Rep. Mast introduced three bills today, aimed at protecting access to clean and safe water:
- THE TOXIC HEALTH THREAT WARNING ACT would protect public health in Florida by requiring the U.S. Army Corps of Engineers to notify impacted areas of potential health impacts before discharging water containing blue-green algae. The bill requires tests to be conducted to determine whether the water to be released from a flood risk management project is contaminated, and if it is, to notify potentially impacted people about risks to human health.
- THE STOP POISONING FLORIDA ACT would prohibit discharges from Lake Okeechobee at the Port Mayaca Lock and Dam and the St. Lucie Lock and Dam when the water exceeds the toxicity level that the EPA has determined is too toxic for human contact (8 parts per billion of microsystin). For decades, Florida’s coastal communities have been on the receiving end of toxic discharges, including discharges that have tested greater than 60 times more toxic than the Environmental Protection Agency considers safe for human contact.

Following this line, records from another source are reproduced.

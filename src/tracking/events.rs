use serde::Serialize;
use uuid::Uuid;

use crate::tracking::{ObjectId, Pair};
use crate::utils::Point;

/// Notifications raised while processing a tick.
///
/// Within one tick they are produced in phase order: creation, then
/// position/stage/freeze events, then neighbor events, then lost/terminal events.
#[derive(Debug, Clone, PartialEq, Serialize)]
#[serde(tag = "event", rename_all = "snake_case")]
pub enum BlobEvent {
    Created { id: ObjectId, track_id: Uuid },
    UpdatePosition { id: ObjectId, position: Point },
    EnterStage { id: ObjectId },
    LeaveStage { id: ObjectId },
    Freeze { id: ObjectId },
    OverFreeze { id: ObjectId },
    UnFreeze { id: ObjectId },
    Steady { pair: Pair },
    SteadyReward { pair: Pair },
    BreakSteady { pair: Pair },
    Lost { id: ObjectId },
    PrepareToDie { id: ObjectId },
}

impl BlobEvent {
    /// Blob that raised the event. For relationship events it is the observing side.
    pub fn source(&self) -> ObjectId {
        match self {
            BlobEvent::Created { id, .. }
            | BlobEvent::UpdatePosition { id, .. }
            | BlobEvent::EnterStage { id }
            | BlobEvent::LeaveStage { id }
            | BlobEvent::Freeze { id }
            | BlobEvent::OverFreeze { id }
            | BlobEvent::UnFreeze { id }
            | BlobEvent::Lost { id }
            | BlobEvent::PrepareToDie { id } => *id,
            BlobEvent::Steady { pair }
            | BlobEvent::SteadyReward { pair }
            | BlobEvent::BreakSteady { pair } => pair.a,
        }
    }
}

/// Receiver for events raised by blob operations
pub trait EventSink {
    fn emit(&mut self, event: BlobEvent);
}

impl EventSink for Vec<BlobEvent> {
    fn emit(&mut self, event: BlobEvent) {
        self.push(event);
    }
}
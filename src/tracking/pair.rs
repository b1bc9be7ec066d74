use std::fmt;
use std::hash::{Hash, Hasher};

use serde::{Deserialize, Serialize};

use crate::tracking::ObjectId;

/// Relationship between two blobs.
///
/// `a` is the blob that reported the relationship and `b` the one it observed.
/// Equality and hashing ignore that order, so `Pair::new(1, 2) == Pair::new(2, 1)`.
#[derive(Debug, Clone, Copy, Serialize, Deserialize)]
pub struct Pair {
    pub a: ObjectId,
    pub b: ObjectId,
}

impl Pair {
    pub fn new(a: ObjectId, b: ObjectId) -> Self {
        Pair { a, b }
    }
    /// Order-independent key, smaller id first
    pub fn key(&self) -> (ObjectId, ObjectId) {
        if self.a <= self.b {
            (self.a, self.b)
        } else {
            (self.b, self.a)
        }
    }
    pub fn contains(&self, id: ObjectId) -> bool {
        self.a == id || self.b == id
    }
    /// Returns the counterpart of `id`, if `id` belongs to the pair
    pub fn other(&self, id: ObjectId) -> Option<ObjectId> {
        if self.a == id {
            Some(self.b)
        } else if self.b == id {
            Some(self.a)
        } else {
            None
        }
    }
}

impl PartialEq for Pair {
    fn eq(&self, other: &Self) -> bool {
        self.key() == other.key()
    }
}

impl Eq for Pair {}

impl Hash for Pair {
    fn hash<H: Hasher>(&self, state: &mut H) {
        self.key().hash(state);
    }
}

impl fmt::Display for Pair {
    fn fmt(&self, f: &mut fmt::Formatter) -> fmt::Result {
        write!(f, "{}<->{}", self.a, self.b)
    }
}
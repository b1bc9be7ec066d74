use std::fmt;

use thiserror::Error;

use crate::tracking::ObjectId;

#[derive(Debug, Error)]
pub enum TrackerError {
    #[error("{0}")]
    NoObject(NoObjectInTracker),
    #[error("invalid configuration: {0}")]
    InvalidConfig(String),
    #[error("can't read configuration: {0}")]
    Io(#[from] std::io::Error),
    #[error("can't parse configuration: {0}")]
    Json(#[from] serde_json::Error),
}

impl From<NoObjectInTracker> for TrackerError {
    fn from(e: NoObjectInTracker) -> Self {
        TrackerError::NoObject(e)
    }
}

#[derive(Debug)]
pub struct NoObjectInTracker {
    pub id: ObjectId,
}
impl fmt::Display for NoObjectInTracker {
    fn fmt(&self, f: &mut fmt::Formatter) -> fmt::Result {
        write!(f, "NoObjectInTracker: blob {} is not tracked", self.id)
    }
}
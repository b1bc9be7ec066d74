use std::collections::VecDeque;

use itertools::Itertools;
use tracing::{debug, info};

use crate::tracking::{BlobEvent, EventSink, NeighborConfig, ObjectId, Pair, Timestamp};
use crate::utils::{push_bounded, Point};

/// What one blob needs to know about another blob during neighbor analysis
#[derive(Debug, Clone, Copy, PartialEq)]
pub struct NeighborSnapshot {
    pub position: Point,
    pub moving_mean: bool,
    pub on_stage: bool,
}

/// One blob's view of its distance to another blob over time.
///
/// Statistics are population statistics over the samples currently in the
/// window. They return `None` while the window is empty.
#[derive(Debug, Clone)]
pub struct Neighbor {
    other_id: ObjectId,
    updated: bool,
    distance_window: VecDeque<f32>,
    capacity: usize,
    steady: bool,
    steady_start: Timestamp,
    steady_timer: Timestamp,
    steady_rewarded: bool,
    moving_mean: bool,
    on_stage: bool,
}

impl Neighbor {
    pub fn new(other_id: ObjectId, capacity: usize) -> Self {
        Neighbor {
            other_id,
            updated: false,
            distance_window: VecDeque::with_capacity(capacity),
            capacity,
            steady: false,
            steady_start: 0,
            steady_timer: 0,
            steady_rewarded: false,
            moving_mean: false,
            on_stage: false,
        }
    }
    pub fn get_other_id(&self) -> ObjectId {
        self.other_id
    }
    pub fn is_updated(&self) -> bool {
        self.updated
    }
    pub fn is_steady(&self) -> bool {
        self.steady
    }
    pub fn is_rewarded(&self) -> bool {
        self.steady_rewarded
    }
    pub fn get_steady_timer(&self) -> Timestamp {
        self.steady_timer
    }
    pub fn is_moving_mean(&self) -> bool {
        self.moving_mean
    }
    pub fn is_on_stage(&self) -> bool {
        self.on_stage
    }
    pub fn get_distances(&self) -> &VecDeque<f32> {
        &self.distance_window
    }
    pub fn is_window_full(&self) -> bool {
        self.distance_window.len() >= self.capacity
    }
    pub(crate) fn mark_stale(&mut self) {
        self.updated = false
    }
    /// Records this cycle's distance and mirrors the other blob's flags
    pub fn observe(&mut self, distance: f32, snapshot: &NeighborSnapshot) {
        push_bounded(&mut self.distance_window, distance, self.capacity);
        self.moving_mean = snapshot.moving_mean;
        self.on_stage = snapshot.on_stage;
        self.updated = true;
    }
    pub fn get_mean(&self) -> Option<f32> {
        if self.distance_window.is_empty() {
            return None;
        }
        let sum: f32 = self.distance_window.iter().sum();
        Some(sum / self.distance_window.len() as f32)
    }
    pub fn get_variance(&self) -> Option<f32> {
        let mean = self.get_mean()?;
        let sum_sq: f32 = self
            .distance_window
            .iter()
            .map(|d| (d - mean) * (d - mean))
            .sum();
        Some(sum_sq / self.distance_window.len() as f32)
    }
    pub fn get_std_dev(&self) -> Option<f32> {
        self.get_variance().map(f32::sqrt)
    }
    pub fn get_median(&self) -> Option<f32> {
        let sorted: Vec<f32> = self
            .distance_window
            .iter()
            .copied()
            .sorted_by(|a, b| a.total_cmp(b))
            .collect();
        let n = sorted.len();
        match n {
            0 => None,
            _ if n % 2 == 0 => Some((sorted[n / 2 - 1] + sorted[n / 2]) * 0.5),
            _ => Some(sorted[n / 2]),
        }
    }
    /// Runs the steadiness state machine for the relationship `owner -> other`.
    ///
    /// A relationship only becomes steady with a full window while neither
    /// side is moving and both are on stage. Once steady it is broken only by
    /// the distance statistics.
    pub fn analyze(
        &mut self,
        owner: ObjectId,
        owner_moving: bool,
        owner_on_stage: bool,
        cfg: &NeighborConfig,
        now: Timestamp,
        sink: &mut impl EventSink,
    ) {
        let (mean, std_dev) = match (self.get_mean(), self.get_std_dev()) {
            (Some(mean), Some(std_dev)) => (mean, std_dev),
            _ => return,
        };
        let pair = Pair::new(owner, self.other_id);
        let stable = std_dev < cfg.distance_std_dev_threshold && mean >= cfg.min_steady_distance;

        if !self.steady {
            let quiet = !owner_moving && !self.moving_mean && owner_on_stage && self.on_stage;
            if stable && quiet && self.is_window_full() {
                self.steady = true;
                self.steady_start = now;
                self.steady_timer = 0;
                info!(%pair, mean, std_dev, "steady distance");
                sink.emit(BlobEvent::Steady { pair });
            }
        } else if !stable {
            self.steady = false;
            self.steady_rewarded = false;
            self.steady_timer = 0;
            debug!(%pair, mean, std_dev, "steady distance broken");
            sink.emit(BlobEvent::BreakSteady { pair });
        }

        if self.steady {
            self.steady_timer = now - self.steady_start;
            if self.steady_timer > cfg.reward_delay && !self.steady_rewarded {
                self.steady_rewarded = true;
                info!(%pair, timer = self.steady_timer, "steady distance rewarded");
                sink.emit(BlobEvent::SteadyReward { pair });
            }
        }
    }
}
//! Tuning constants for blob tracking.
//!
//! Everything here is read once when the registry is built and is not reloaded
//! while frames are processed.

use std::fs;
use std::path::Path;

use serde::{Deserialize, Serialize};

use crate::tracking::{Timestamp, TrackerError};
use crate::utils::PerspectiveTransform;

/// Capacities of the rolling windows kept per blob
#[derive(Debug, Clone, PartialEq, Serialize, Deserialize)]
#[serde(default)]
pub struct HistoryConfig {
    /// Raw and smoothed position samples kept per blob (MAX_HISTORY)
    pub max_history: usize,
    /// Distance samples kept per neighbor relationship (NEIGHBOR_HISTORY)
    pub neighbor_history: usize,
    /// Speed samples averaged into the smoothed speed (VELOCITY_HISTORY)
    pub velocity_history: usize,
    /// Number of most recent transformed raw points averaged into the position
    pub smoothing_window: usize,
}

impl Default for HistoryConfig {
    fn default() -> Self {
        Self {
            max_history: 100,
            neighbor_history: 10,
            velocity_history: 5,
            smoothing_window: 3,
        }
    }
}

/// Frame bounds and stage area, in stage coordinates
#[derive(Debug, Clone, PartialEq, Serialize, Deserialize)]
#[serde(default)]
pub struct StageGeometry {
    pub frame_width: f32,
    pub frame_height: f32,
    /// Radius of the stage disc centred in the frame
    pub stage_radius: f32,
    /// Distance to the frame boundary under which a blob counts as on the edge
    pub edge_margin: f32,
}

impl Default for StageGeometry {
    fn default() -> Self {
        Self {
            frame_width: 640.0,
            frame_height: 480.0,
            stage_radius: 200.0,
            edge_margin: 20.0,
        }
    }
}

#[derive(Debug, Clone, PartialEq, Serialize, Deserialize)]
#[serde(default)]
pub struct FreezeConfig {
    /// Smoothed speed under which a blob is frozen
    pub min_vel: f32,
    /// Seconds frozen before the freeze counts as intentional
    pub min_time: Timestamp,
    /// Seconds frozen before the blob is over-frozen
    pub max_time: Timestamp,
    /// Smoothed speed above which a blob disturbs neighbor distances
    pub moving_threshold: f32,
}

impl Default for FreezeConfig {
    fn default() -> Self {
        Self {
            min_vel: 0.5,
            min_time: 2,
            max_time: 20,
            moving_threshold: 2.0,
        }
    }
}

#[derive(Debug, Clone, PartialEq, Serialize, Deserialize)]
#[serde(default)]
pub struct NeighborConfig {
    /// Distance standard deviation under which a relationship is steady
    pub distance_std_dev_threshold: f32,
    /// Mean distance a steady relationship must keep
    pub min_steady_distance: f32,
    /// Seconds of unbroken steadiness before the reward fires
    pub reward_delay: Timestamp,
}

impl Default for NeighborConfig {
    fn default() -> Self {
        Self {
            distance_std_dev_threshold: 5.0,
            min_steady_distance: 30.0,
            reward_delay: 3,
        }
    }
}

#[derive(Debug, Clone, PartialEq, Serialize, Deserialize)]
#[serde(default)]
pub struct TrackingConfig {
    pub history: HistoryConfig,
    pub stage: StageGeometry,
    pub freeze: FreezeConfig,
    pub neighbor: NeighborConfig,
    /// Seconds without reports before a blob is destroyed
    pub min_lost_time: Timestamp,
    /// Row-major camera-to-stage homography
    pub perspective: [[f32; 3]; 3],
}

impl Default for TrackingConfig {
    fn default() -> Self {
        Self {
            history: HistoryConfig::default(),
            stage: StageGeometry::default(),
            freeze: FreezeConfig::default(),
            neighbor: NeighborConfig::default(),
            min_lost_time: 2,
            perspective: [[1.0, 0.0, 0.0], [0.0, 1.0, 0.0], [0.0, 0.0, 1.0]],
        }
    }
}

impl TrackingConfig {
    /// Parses configuration from JSON. Missing fields take their defaults.
    ///
    /// Basic usage:
    ///
    /// ```
    /// use stage_blobs_rs::tracking::TrackingConfig;
    /// let cfg = TrackingConfig::from_json_str(r#"{ "min_lost_time": 5 }"#).unwrap();
    /// assert_eq!(cfg.min_lost_time, 5);
    /// assert_eq!(cfg.history.max_history, 100);
    /// ```
    pub fn from_json_str(s: &str) -> Result<Self, TrackerError> {
        let cfg: TrackingConfig = serde_json::from_str(s)?;
        cfg.validate()?;
        Ok(cfg)
    }
    pub fn from_json_file<P: AsRef<Path>>(path: P) -> Result<Self, TrackerError> {
        let content = fs::read_to_string(path)?;
        Self::from_json_str(&content)
    }
    pub fn perspective_transform(&self) -> PerspectiveTransform {
        PerspectiveTransform::from_rows(self.perspective)
    }
    pub fn validate(&self) -> Result<(), TrackerError> {
        let h = &self.history;
        if h.max_history == 0 || h.neighbor_history == 0 || h.velocity_history == 0 {
            return Err(TrackerError::InvalidConfig(
                "history capacities must be positive".to_string(),
            ));
        }
        if h.smoothing_window == 0 || h.smoothing_window > h.max_history {
            return Err(TrackerError::InvalidConfig(format!(
                "smoothing window {} must be within 1..={}",
                h.smoothing_window, h.max_history
            )));
        }
        let s = &self.stage;
        let empty_frame = s.frame_width <= 0.0 || s.frame_height <= 0.0;
        if empty_frame || s.stage_radius < 0.0 || s.edge_margin < 0.0 {
            return Err(TrackerError::InvalidConfig(
                "stage geometry must be non-negative with a non-empty frame".to_string(),
            ));
        }
        let f = &self.freeze;
        if f.min_time < 0 || f.max_time < f.min_time {
            return Err(TrackerError::InvalidConfig(format!(
                "freeze times must satisfy 0 <= min_time ({}) <= max_time ({})",
                f.min_time, f.max_time
            )));
        }
        let n = &self.neighbor;
        if n.distance_std_dev_threshold < 0.0 || n.min_steady_distance < 0.0 || n.reward_delay < 0 {
            return Err(TrackerError::InvalidConfig(
                "neighbor thresholds must be non-negative".to_string(),
            ));
        }
        if self.min_lost_time < 0 {
            return Err(TrackerError::InvalidConfig(
                "min_lost_time must be non-negative".to_string(),
            ));
        }
        if !self.perspective_transform().is_invertible() {
            return Err(TrackerError::InvalidConfig(
                "perspective matrix is singular".to_string(),
            ));
        }
        Ok(())
    }
}
use nalgebra::{Matrix3, Vector3};
use tracing::warn;

use crate::utils::Point;

const DEGENERATE_W: f32 = 1e-6;

/// Planar homography mapping camera-frame coordinates onto stage coordinates.
///
/// The matrix is calibration data: it is built once from configuration and only
/// ever read while processing positions.
#[derive(Debug, Clone, PartialEq)]
pub struct PerspectiveTransform {
    matrix: Matrix3<f32>,
}

impl PerspectiveTransform {
    pub fn identity() -> Self {
        PerspectiveTransform {
            matrix: Matrix3::identity(),
        }
    }
    /// Builds transform from row-major 3x3 matrix
    ///
    /// Basic usage:
    ///
    /// ```
    /// use stage_blobs_rs::utils::{PerspectiveTransform, Point};
    /// let shift = PerspectiveTransform::from_rows([
    ///     [1.0, 0.0, 10.0],
    ///     [0.0, 1.0, -5.0],
    ///     [0.0, 0.0, 1.0],
    /// ]);
    /// assert_eq!(shift.apply(&Point::new(1.0, 1.0)), Point::new(11.0, -4.0));
    /// ```
    pub fn from_rows(rows: [[f32; 3]; 3]) -> Self {
        PerspectiveTransform {
            matrix: Matrix3::from_fn(|r, c| rows[r][c]),
        }
    }
    pub fn is_invertible(&self) -> bool {
        self.matrix.determinant().abs() > DEGENERATE_W
    }
    /// Projects point through the homography. Points mapped to the line at
    /// infinity are returned untouched.
    pub fn apply(&self, p: &Point) -> Point {
        let v = self.matrix * Vector3::new(p.x, p.y, 1.0);
        if v.z.abs() < DEGENERATE_W {
            warn!(x = p.x, y = p.y, "perspective projection is degenerate, keeping raw point");
            return *p;
        }
        Point::new(v.x / v.z, v.y / v.z)
    }
}

impl Default for PerspectiveTransform {
    fn default() -> Self {
        PerspectiveTransform::identity()
    }
}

- THE PROTECT FLORIDA ACT would amend the U.S. Army Corps of Engineers’ operations to require them to prioritize public health when managing water infrastructure in Florida. The current operational priorities for the Army Corps include flood control, navigation, water supply, enhancement of fish and wildlife, recreation and more. This bill maintains the importance of all these priorities and adds public health as a criteria that must be considered while executing each of these priorities.
Together these three bills would build on momentum from last year, including the passage of legislation requiring the U.S. Army Corps of Engineers seek to minimize discharges from Lake Okeechobee as part of the new Lake Okeechobee System Operating Manual.